■ **AIM OF THE TASK**
The response should be an exact copy of every record.
○ ○ ○ ○ ○ ○ ○
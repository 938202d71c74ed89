//! Game settings and preferences
//!
//! Persisted as JSON in the working directory. This covers preferences
//! only; game state is never saved.

use std::fs;

use serde::{Deserialize, Serialize};

/// Game settings/preferences
#[derive(Debug, Clone, PartialEq, Serialize, Deserialize)]
#[serde(default)]
pub struct Settings {
    /// Master volume (0.0 - 1.0)
    pub master_volume: f32,
    /// Sound effects volume (0.0 - 1.0)
    pub sfx_volume: f32,
    /// Show FPS counter in the HUD (requires the font asset)
    pub show_fps: bool,
}

impl Default for Settings {
    fn default() -> Self {
        Self {
            master_volume: 0.8,
            sfx_volume: 1.0,
            show_fps: false,
        }
    }
}

impl Settings {
    /// Settings file name, resolved against the working directory
    pub const FILE_NAME: &'static str = "dodgefall_settings.json";

    /// Load settings, falling back to defaults on a missing or corrupt file
    pub fn load() -> Self {
        match fs::read_to_string(Self::FILE_NAME) {
            Ok(json) => match serde_json::from_str(&json) {
                Ok(settings) => {
                    log::info!("Loaded settings from {}", Self::FILE_NAME);
                    settings
                }
                Err(e) => {
                    log::warn!("Corrupt {} ({e}); using defaults", Self::FILE_NAME);
                    Self::default()
                }
            },
            Err(_) => {
                log::info!("Using default settings");
                Self::default()
            }
        }
    }

    pub fn save(&self) {
        match serde_json::to_string_pretty(self) {
            Ok(json) => {
                if let Err(e) = fs::write(Self::FILE_NAME, json) {
                    log::warn!("Could not write {} ({e})", Self::FILE_NAME);
                }
            }
            Err(e) => log::warn!("Could not serialize settings ({e})"),
        }
    }

    /// Volume applied to sound effects
    pub fn effective_sfx_volume(&self) -> f32 {
        (self.master_volume * self.sfx_volume).clamp(0.0, 1.0)
    }
}

#[cfg(test)]
mod tests {
    use super::*;

    #[test]
    fn test_json_round_trip() {
        let settings = Settings {
            master_volume: 0.5,
            sfx_volume: 0.25,
            show_fps: true,
        };
        let json = serde_json::to_string(&settings).unwrap();
        let parsed: Settings = serde_json::from_str(&json).unwrap();
        assert_eq!(parsed, settings);
    }

    #[test]
    fn test_missing_fields_use_defaults() {
        let parsed: Settings = serde_json::from_str("{\"show_fps\": true}").unwrap();
        assert!(parsed.show_fps);
        assert_eq!(parsed.master_volume, Settings::default().master_volume);
    }

    #[test]
    fn test_corrupt_json_is_an_error() {
        assert!(serde_json::from_str::<Settings>("not json").is_err());
    }

    #[test]
    fn test_effective_volume_clamped() {
        let mut settings = Settings::default();
        settings.master_volume = 2.0;
        settings.sfx_volume = 2.0;
        assert_eq!(settings.effective_sfx_volume(), 1.0);
    }
}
○ ○ ○ ○ ○ ○ ○
■ **WRITTEN ANSWER**
repository 938202d71c74ed89
//! Game settings and preferences
//!
//! Persisted as JSON in the working directory. This covers preferences
//! only; game state is never saved.

use std::fs;

use serde::{Deserialize, Serialize};

/// Game settings/preferences
#[derive(Debug, Clone, PartialEq, Serialize, Deserialize)]
#[serde(default)]
pub struct Settings {
    /// Master volume (0.0 - 1.0)
    pub master_volume: f32,
    /// Sound effects volume (0.0 - 1.0)
    pub sfx_volume: f32,
    /// Show FPS counter in the HUD (requires the font asset)
    pub show_fps: bool,
}

impl Default for Settings {
    fn default() -> Self {
        Self {
            master_volume: 0.8,
            sfx_volume: 1.0,
            show_fps: false,
        }
    }
}

impl Settings {
    /// Settings file name, resolved against the working directory
    pub const FILE_NAME: &'static str = "dodgefall_settings.json";

    /// Load settings, falling back to defaults on a missing or corrupt file
    pub fn load() -> Self {
        match fs::read_to_string(Self::FILE_NAME) {
            Ok(json) => match serde_json::from_str(&json) {
                Ok(settings) => {
                    log::info!("Loaded settings from {}", Self::FILE_NAME);
                    settings
                }
                Err(e) => {
                    log::warn!("Corrupt {} ({e}); using defaults", Self::FILE_NAME);
                    Self::default()
                }
            },
            Err(_) => {
                log::info!("Using default settings");
                Self::default()
            }
        }
    }

    pub fn save(&self) {
        match serde_json::to_string_pretty(self) {
            Ok(json) => {
                if let Err(e) = fs::write(Self::FILE_NAME, json) {
                    log::warn!("Could not write {} ({e})", Self::FILE_NAME);
                }
            }
            Err(e) => log::warn!("Could not serialize settings ({e})"),
        }
    }

    /// Volume applied to sound effects
    pub fn effective_sfx_volume(&self) -> f32 {
        (self.master_volume * self.sfx_volume).clamp(0.0, 1.0)
    }
}

#[cfg(test)]
mod tests {
    use super::*;

    #[test]
    fn test_json_round_trip() {
        let settings = Settings {
            master_volume: 0.5,
            sfx_volume: 0.25,
            show_fps: true,
        };
        let json = serde_json::to_string(&settings).unwrap();
        let parsed: Settings = serde_json::from_str(&json).unwrap();
        assert_eq!(parsed, settings);
    }

    #[test]
    fn test_missing_fields_use_defaults() {
        let parsed: Settings = serde_json::from_str("{\"show_fps\": true}").unwrap();
        assert!(parsed.show_fps);
        assert_eq!(parsed.master_volume, Settings::default().master_volume);
    }

    #[test]
    fn test_corrupt_json_is_an_error() {
        assert!(serde_json::from_str::<Settings>("not json").is_err());
    }

    #[test]
    fn test_effective_volume_clamped() {
        let mut settings = Settings::default();
        settings.master_volume = 2.0;
        settings.sfx_volume = 2.0;
        assert_eq!(settings.effective_sfx_volume(), 1.0);
    }
}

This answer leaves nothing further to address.